Quando gli affidatari non avevano tutti i “requisiti”. Spesso – come è noto – dopo un periodo più o meno lungo, la soluzione positiva si trova; ma altrettanto sovente il miracolo non avviene e così i figli dati in affido vengono dichiarati dal tribunale dei minori “adottabili”. E qui scatta il problema al quale la legge appena votata vuole mettere riparo: infatti può capitare, anche non raramente, che la famiglia affidataria che magari ha assistito il bambino per diversi anni non disponga di tutti i requisiti richiesti dalla legge sull’adozione. Tali requisiti sono uno stabile rapporto di coppia, l’idoneità alla stessa adozione tenuto conto di parametri di disponibilità di reddito, casa, lavoro, etc., oltre che la differenza d’età con l’adottato che sia almeno di 18 anni e non più di 45. Così avveniva, e tuttora avviene, che bambini già messi a dura prova dal distacco rispetto ai propri genitori naturali vengano sottoposti – in fase preadottiva – a una nuova e forse altrettanto dolorosa separazione dalla famiglia affidataria che li aveva accolti. Il loro destino, a quel punto, è stato finora di entrare nel numero degli adottabili e, se il tribunale trovava la famiglia giusta, venivano trasferiti a quest’ultima, cancellando definitivamente sia il legame con i genitori naturali, sia con quelli affidatari che li avevano sin lì accuditi e cresciuti.
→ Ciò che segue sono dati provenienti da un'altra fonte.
//! Criterion benchmarks for DataPixels critical paths
//!
//! Benchmarks the operations run on every edit:
//! - Encode: grid literal validation and packing
//! - Generate: packed pixels to the raw literal
//! - Format: re-rendering with alignment and description

use criterion::{black_box, criterion_group, criterion_main, BenchmarkId, Criterion, Throughput};
use datapixels::code::{CodeFactory, FormatOptions};
use datapixels::grid::encode_literal;
use datapixels::packed::PackedImage;

// =============================================================================
// Test Data Generators
// =============================================================================

/// Generate a square grid literal with varying channel widths
fn make_grid_literal(size: usize) -> String {
    let rows: Vec<String> = (0..size)
        .map(|y| {
            let cells: Vec<String> = (0..size)
                .map(|x| format!("\"{}, {}, {}\"", (x * 37) % 256, (y * 11) % 256, (x + y) % 256))
                .collect();
            format!("[{}]", cells.join(", "))
        })
        .collect();
    format!("[{}]", rows.join(",\n"))
}

fn make_image(size: u32) -> PackedImage {
    let data = (0..size * size * 4).map(|i| (i * 7 % 256) as u8).collect();
    PackedImage::new(data, size, size).unwrap()
}

// =============================================================================
// Benchmarks
// =============================================================================

fn bench_encode(c: &mut Criterion) {
    let mut group = c.benchmark_group("encode");
    for size in [8usize, 32, 100] {
        let literal = make_grid_literal(size);
        group.throughput(Throughput::Elements((size * size) as u64));
        group.bench_with_input(BenchmarkId::from_parameter(size), &literal, |b, literal| {
            b.iter(|| encode_literal(black_box(literal)).unwrap())
        });
    }
    group.finish();
}

fn bench_generate(c: &mut Criterion) {
    let mut group = c.benchmark_group("generate");
    for size in [8u32, 32, 100] {
        let image = make_image(size);
        group.throughput(Throughput::Elements((size * size) as u64));
        group.bench_with_input(BenchmarkId::from_parameter(size), &image, |b, image| {
            b.iter(|| CodeFactory::generate("pixelData", black_box(image)))
        });
    }
    group.finish();
}

fn bench_format(c: &mut Criterion) {
    let mut group = c.benchmark_group("format");
    let factory = CodeFactory::generate("pixelData", &make_image(100));
    for (label, align, describe) in
        [("plain", false, false), ("aligned", true, false), ("aligned_described", true, true)]
    {
        group.bench_function(label, |b| {
            b.iter(|| {
                let mut factory = factory.clone();
                factory.apply(black_box(&FormatOptions { align, describe, indentation: 4 })).unwrap();
                factory
            })
        });
    }
    group.finish();
}

criterion_group!(benches, bench_encode, bench_generate, bench_format);
criterion_main!(benches);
L’affido spesso è di lungo termine. La legge approvata definitivamente dalla Camera cerca di ovviare a questo duplice “vuoto affettivo”. Riconoscendo una “corsia preferenziale” alla famiglia affidataria per la procedura di adozione, si sancisce quella “continuità affettiva” che viene considerata un dato saliente per il percorso di crescita dei minori. Del resto che l’istituto dell’affido si prestasse a questo genere di sviluppi, lo ha mostrato anche la relazione di accompagnamento al progetto di legge, sul quale si è ampliamente dibattuto in aula. Nel documento si cita il Rapporto dell’Istituto degli Innocenti del dicembre 2012 su affidamenti familiari e collocamenti in comunità, elaborato per conto del Ministero del lavoro e delle politiche sociali. Da questo rapporto risulta che “i bambini e gli adolescenti in affidamento familiare da oltre due anni, cioè oltre il termine ordinario previsto dalla legge, costituiscono la maggioranza degli accolti, ovvero circa il 60% del totale: erano il 62,2% nel 1999, il 57,5% nel 2007, e il 56% nel 2008”. Lo stesso Rapporto riferisce che “i bambini in affido da oltre 4 anni sono ben il 31,7% del totale (al 31 dicembre 2012). In un numero elevato di casi, la situazione critica che aveva giustificato l’allontanamento dalla famiglia originaria non si risolve ed il minore viene, quindi, dichiarato adottabile”.
Esclusi dalla corsia preferenziale single e coppie di fatto. La nuova legge si fonda così sulla valorizzazione dei legami costruiti con l’affidamento, solamente quando è dato constatare che si tratti davvero di una relazione profonda, a partire dal piano affettivo e quindi da quello educativo e familiare in senso lato. La legge, che esclude da questa “corsia preferenziale” sia le coppie di fatto che eventualmente abbiano avuto i minori in affido sia i single, consente un’unica eccezione a questo riguardo: in caso di adozione degli orfani, per i quali oltre ai parenti sino al sesto grado e alle persone legate da rapporti stabili preesistenti alla morte dei genitori, l’affidatario (anche coppia di fatto o single) potrà chiedere il minore in adozione.